'''
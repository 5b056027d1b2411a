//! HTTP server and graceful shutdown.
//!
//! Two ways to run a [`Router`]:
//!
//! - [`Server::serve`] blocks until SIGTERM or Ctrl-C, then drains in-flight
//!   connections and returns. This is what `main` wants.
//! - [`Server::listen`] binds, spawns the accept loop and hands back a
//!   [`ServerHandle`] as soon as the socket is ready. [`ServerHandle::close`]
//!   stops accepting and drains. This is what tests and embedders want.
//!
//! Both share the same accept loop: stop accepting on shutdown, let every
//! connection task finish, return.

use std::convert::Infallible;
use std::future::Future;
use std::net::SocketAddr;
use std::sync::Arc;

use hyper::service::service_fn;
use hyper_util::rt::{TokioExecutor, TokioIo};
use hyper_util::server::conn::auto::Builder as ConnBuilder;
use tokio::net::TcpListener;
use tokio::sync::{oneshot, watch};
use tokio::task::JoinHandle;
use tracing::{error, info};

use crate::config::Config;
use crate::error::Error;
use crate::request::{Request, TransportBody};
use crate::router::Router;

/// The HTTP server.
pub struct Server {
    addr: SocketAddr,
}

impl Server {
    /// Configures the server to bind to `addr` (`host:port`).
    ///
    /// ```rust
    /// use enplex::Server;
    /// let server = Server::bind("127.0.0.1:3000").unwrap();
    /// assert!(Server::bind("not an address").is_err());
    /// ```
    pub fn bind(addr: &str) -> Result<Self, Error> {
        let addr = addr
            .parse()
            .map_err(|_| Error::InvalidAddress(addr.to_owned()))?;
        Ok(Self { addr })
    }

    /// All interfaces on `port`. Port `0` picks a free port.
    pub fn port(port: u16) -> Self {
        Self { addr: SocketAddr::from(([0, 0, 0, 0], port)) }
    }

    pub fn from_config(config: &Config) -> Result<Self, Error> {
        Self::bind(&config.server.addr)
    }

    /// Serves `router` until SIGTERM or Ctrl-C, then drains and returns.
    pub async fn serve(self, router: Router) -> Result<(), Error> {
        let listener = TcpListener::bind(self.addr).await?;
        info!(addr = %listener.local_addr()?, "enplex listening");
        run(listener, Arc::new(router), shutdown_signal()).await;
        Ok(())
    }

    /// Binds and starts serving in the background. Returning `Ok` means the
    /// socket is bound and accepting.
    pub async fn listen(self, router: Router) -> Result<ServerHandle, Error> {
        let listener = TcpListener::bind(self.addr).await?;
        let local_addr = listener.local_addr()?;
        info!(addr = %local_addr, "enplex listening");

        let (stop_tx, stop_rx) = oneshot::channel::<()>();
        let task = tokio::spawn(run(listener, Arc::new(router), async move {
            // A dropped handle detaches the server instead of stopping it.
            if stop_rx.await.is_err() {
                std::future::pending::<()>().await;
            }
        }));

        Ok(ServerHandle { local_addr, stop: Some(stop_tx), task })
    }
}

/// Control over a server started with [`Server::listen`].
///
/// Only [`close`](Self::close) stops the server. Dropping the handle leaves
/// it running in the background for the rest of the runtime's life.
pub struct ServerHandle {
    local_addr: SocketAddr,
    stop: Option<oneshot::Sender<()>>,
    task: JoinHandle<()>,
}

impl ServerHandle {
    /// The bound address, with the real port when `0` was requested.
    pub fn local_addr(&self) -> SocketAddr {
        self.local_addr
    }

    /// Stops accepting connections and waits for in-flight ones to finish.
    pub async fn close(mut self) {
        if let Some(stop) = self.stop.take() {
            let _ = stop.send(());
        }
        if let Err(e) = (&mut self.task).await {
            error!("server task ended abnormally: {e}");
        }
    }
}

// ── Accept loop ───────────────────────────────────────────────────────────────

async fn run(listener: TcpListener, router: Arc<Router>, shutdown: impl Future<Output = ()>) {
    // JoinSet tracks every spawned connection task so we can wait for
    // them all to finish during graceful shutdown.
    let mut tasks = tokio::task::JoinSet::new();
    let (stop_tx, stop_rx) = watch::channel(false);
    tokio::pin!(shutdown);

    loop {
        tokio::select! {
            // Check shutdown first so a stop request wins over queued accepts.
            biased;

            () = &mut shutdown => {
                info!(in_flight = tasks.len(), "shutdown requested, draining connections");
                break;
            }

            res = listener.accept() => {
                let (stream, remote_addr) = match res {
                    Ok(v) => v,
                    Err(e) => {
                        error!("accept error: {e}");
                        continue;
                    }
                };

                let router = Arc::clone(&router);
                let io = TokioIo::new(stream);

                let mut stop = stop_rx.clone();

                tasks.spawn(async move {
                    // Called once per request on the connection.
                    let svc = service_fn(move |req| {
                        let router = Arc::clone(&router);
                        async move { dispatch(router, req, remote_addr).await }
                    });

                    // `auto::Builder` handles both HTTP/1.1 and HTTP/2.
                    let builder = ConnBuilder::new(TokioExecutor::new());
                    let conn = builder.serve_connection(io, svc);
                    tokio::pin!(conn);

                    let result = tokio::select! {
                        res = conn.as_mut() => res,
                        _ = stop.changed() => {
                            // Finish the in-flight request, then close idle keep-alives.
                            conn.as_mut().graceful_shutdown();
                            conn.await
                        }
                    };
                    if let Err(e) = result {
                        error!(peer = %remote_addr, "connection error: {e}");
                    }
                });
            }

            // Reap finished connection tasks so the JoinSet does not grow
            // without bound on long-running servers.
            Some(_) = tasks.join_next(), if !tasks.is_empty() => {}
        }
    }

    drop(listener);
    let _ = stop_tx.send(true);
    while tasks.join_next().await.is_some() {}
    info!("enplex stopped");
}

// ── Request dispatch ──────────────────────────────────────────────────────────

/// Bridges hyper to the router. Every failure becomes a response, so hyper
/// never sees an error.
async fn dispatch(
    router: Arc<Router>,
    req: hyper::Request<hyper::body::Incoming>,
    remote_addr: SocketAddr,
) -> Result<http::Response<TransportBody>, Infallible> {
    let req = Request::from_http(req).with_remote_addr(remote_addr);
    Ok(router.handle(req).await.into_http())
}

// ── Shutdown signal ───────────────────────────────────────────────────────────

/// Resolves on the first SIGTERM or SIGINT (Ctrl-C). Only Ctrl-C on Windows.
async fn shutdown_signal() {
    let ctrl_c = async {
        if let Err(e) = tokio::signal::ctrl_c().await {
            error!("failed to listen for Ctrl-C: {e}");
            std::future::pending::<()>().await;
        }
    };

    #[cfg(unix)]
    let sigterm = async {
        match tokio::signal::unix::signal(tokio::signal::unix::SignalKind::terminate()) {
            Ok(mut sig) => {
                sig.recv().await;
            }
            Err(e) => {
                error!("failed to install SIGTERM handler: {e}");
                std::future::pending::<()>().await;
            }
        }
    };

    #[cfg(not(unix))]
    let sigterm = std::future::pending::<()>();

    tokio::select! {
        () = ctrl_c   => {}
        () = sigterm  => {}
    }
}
'''
:: About this exercise ::
Set down the full listing once more, exactly as written.

:: Answer box ::
repository 5b056027d1b2411a
//! HTTP server and graceful shutdown.
//!
//! Two ways to run a [`Router`]:
//!
//! - [`Server::serve`] blocks until SIGTERM or Ctrl-C, then drains in-flight
//!   connections and returns. This is what `main` wants.
//! - [`Server::listen`] binds, spawns the accept loop and hands back a
//!   [`ServerHandle`] as soon as the socket is ready. [`ServerHandle::close`]
//!   stops accepting and drains. This is what tests and embedders want.
//!
//! Both share the same accept loop: stop accepting on shutdown, let every
//! connection task finish, return.

use std::convert::Infallible;
use std::future::Future;
use std::net::SocketAddr;
use std::sync::Arc;

use hyper::service::service_fn;
use hyper_util::rt::{TokioExecutor, TokioIo};
use hyper_util::server::conn::auto::Builder as ConnBuilder;
use tokio::net::TcpListener;
use tokio::sync::{oneshot, watch};
use tokio::task::JoinHandle;
use tracing::{error, info};

use crate::config::Config;
use crate::error::Error;
use crate::request::{Request, TransportBody};
use crate::router::Router;

/// The HTTP server.
pub struct Server {
    addr: SocketAddr,
}

impl Server {
    /// Configures the server to bind to `addr` (`host:port`).
    ///
    /// ```rust
    /// use enplex::Server;
    /// let server = Server::bind("127.0.0.1:3000").unwrap();
    /// assert!(Server::bind("not an address").is_err());
    /// ```
    pub fn bind(addr: &str) -> Result<Self, Error> {
        let addr = addr
            .parse()
            .map_err(|_| Error::InvalidAddress(addr.to_owned()))?;
        Ok(Self { addr })
    }

    /// All interfaces on `port`. Port `0` picks a free port.
    pub fn port(port: u16) -> Self {
        Self { addr: SocketAddr::from(([0, 0, 0, 0], port)) }
    }

    pub fn from_config(config: &Config) -> Result<Self, Error> {
        Self::bind(&config.server.addr)
    }

    /// Serves `router` until SIGTERM or Ctrl-C, then drains and returns.
    pub async fn serve(self, router: Router) -> Result<(), Error> {
        let listener = TcpListener::bind(self.addr).await?;
        info!(addr = %listener.local_addr()?, "enplex listening");
        run(listener, Arc::new(router), shutdown_signal()).await;
        Ok(())
    }

    /// Binds and starts serving in the background. Returning `Ok` means the
    /// socket is bound and accepting.
    pub async fn listen(self, router: Router) -> Result<ServerHandle, Error> {
        let listener = TcpListener::bind(self.addr).await?;
        let local_addr = listener.local_addr()?;
        info!(addr = %local_addr, "enplex listening");

        let (stop_tx, stop_rx) = oneshot::channel::<()>();
        let task = tokio::spawn(run(listener, Arc::new(router), async move {
            // A dropped handle detaches the server instead of stopping it.
            if stop_rx.await.is_err() {
                std::future::pending::<()>().await;
            }
        }));

        Ok(ServerHandle { local_addr, stop: Some(stop_tx), task })
    }
}

/// Control over a server started with [`Server::listen`].
///
/// Only [`close`](Self::close) stops the server. Dropping the handle leaves
/// it running in the background for the rest of the runtime's life.
pub struct ServerHandle {
    local_addr: SocketAddr,
    stop: Option<oneshot::Sender<()>>,
    task: JoinHandle<()>,
}

impl ServerHandle {
    /// The bound address, with the real port when `0` was requested.
    pub fn local_addr(&self) -> SocketAddr {
        self.local_addr
    }

    /// Stops accepting connections and waits for in-flight ones to finish.
    pub async fn close(mut self) {
        if let Some(stop) = self.stop.take() {
            let _ = stop.send(());
        }
        if let Err(e) = (&mut self.task).await {
            error!("server task ended abnormally: {e}");
        }
    }
}

// ── Accept loop ───────────────────────────────────────────────────────────────

async fn run(listener: TcpListener, router: Arc<Router>, shutdown: impl Future<Output = ()>) {
    // JoinSet tracks every spawned connection task so we can wait for
    // them all to finish during graceful shutdown.
    let mut tasks = tokio::task::JoinSet::new();
    let (stop_tx, stop_rx) = watch::channel(false);
    tokio::pin!(shutdown);

    loop {
        tokio::select! {
            // Check shutdown first so a stop request wins over queued accepts.
            biased;

            () = &mut shutdown => {
                info!(in_flight = tasks.len(), "shutdown requested, draining connections");
                break;
            }

            res = listener.accept() => {
                let (stream, remote_addr) = match res {
                    Ok(v) => v,
                    Err(e) => {
                        error!("accept error: {e}");
                        continue;
                    }
                };

                let router = Arc::clone(&router);
                let io = TokioIo::new(stream);

                let mut stop = stop_rx.clone();

                tasks.spawn(async move {
                    // Called once per request on the connection.
                    let svc = service_fn(move |req| {
                        let router = Arc::clone(&router);
                        async move { dispatch(router, req, remote_addr).await }
                    });

                    // `auto::Builder` handles both HTTP/1.1 and HTTP/2.
                    let builder = ConnBuilder::new(TokioExecutor::new());
                    let conn = builder.serve_connection(io, svc);
                    tokio::pin!(conn);

                    let result = tokio::select! {
                        res = conn.as_mut() => res,
                        _ = stop.changed() => {
                            // Finish the in-flight request, then close idle keep-alives.
                            conn.as_mut().graceful_shutdown();
                            conn.await
                        }
                    };
                    if let Err(e) = result {
                        error!(peer = %remote_addr, "connection error: {e}");
                    }
                });
            }

            // Reap finished connection tasks so the JoinSet does not grow
            // without bound on long-running servers.
            Some(_) = tasks.join_next(), if !tasks.is_empty() => {}
        }
    }

    drop(listener);
    let _ = stop_tx.send(true);
    while tasks.join_next().await.is_some() {}
    info!("enplex stopped");
}

// ── Request dispatch ──────────────────────────────────────────────────────────

/// Bridges hyper to the router. Every failure becomes a response, so hyper
/// never sees an error.
async fn dispatch(
    router: Arc<Router>,
    req: hyper::Request<hyper::body::Incoming>,
    remote_addr: SocketAddr,
) -> Result<http::Response<TransportBody>, Infallible> {
    let req = Request::from_http(req).with_remote_addr(remote_addr);
    Ok(router.handle(req).await.into_http())
}

// ── Shutdown signal ───────────────────────────────────────────────────────────

/// Resolves on the first SIGTERM or SIGINT (Ctrl-C). Only Ctrl-C on Windows.
async fn shutdown_signal() {
    let ctrl_c = async {
        if let Err(e) = tokio::signal::ctrl_c().await {
            error!("failed to listen for Ctrl-C: {e}");
            std::future::pending::<()>().await;
        }
    };

    #[cfg(unix)]
    let sigterm = async {
        match tokio::signal::unix::signal(tokio::signal::unix::SignalKind::terminate()) {
            Ok(mut sig) => {
                sig.recv().await;
            }
            Err(e) => {
                error!("failed to install SIGTERM handler: {e}");
                std::future::pending::<()>().await;
            }
        }
    };

    #[cfg(not(unix))]
    let sigterm = std::future::pending::<()>();

    tokio::select! {
        () = ctrl_c   => {}
        () = sigterm  => {}
    }
}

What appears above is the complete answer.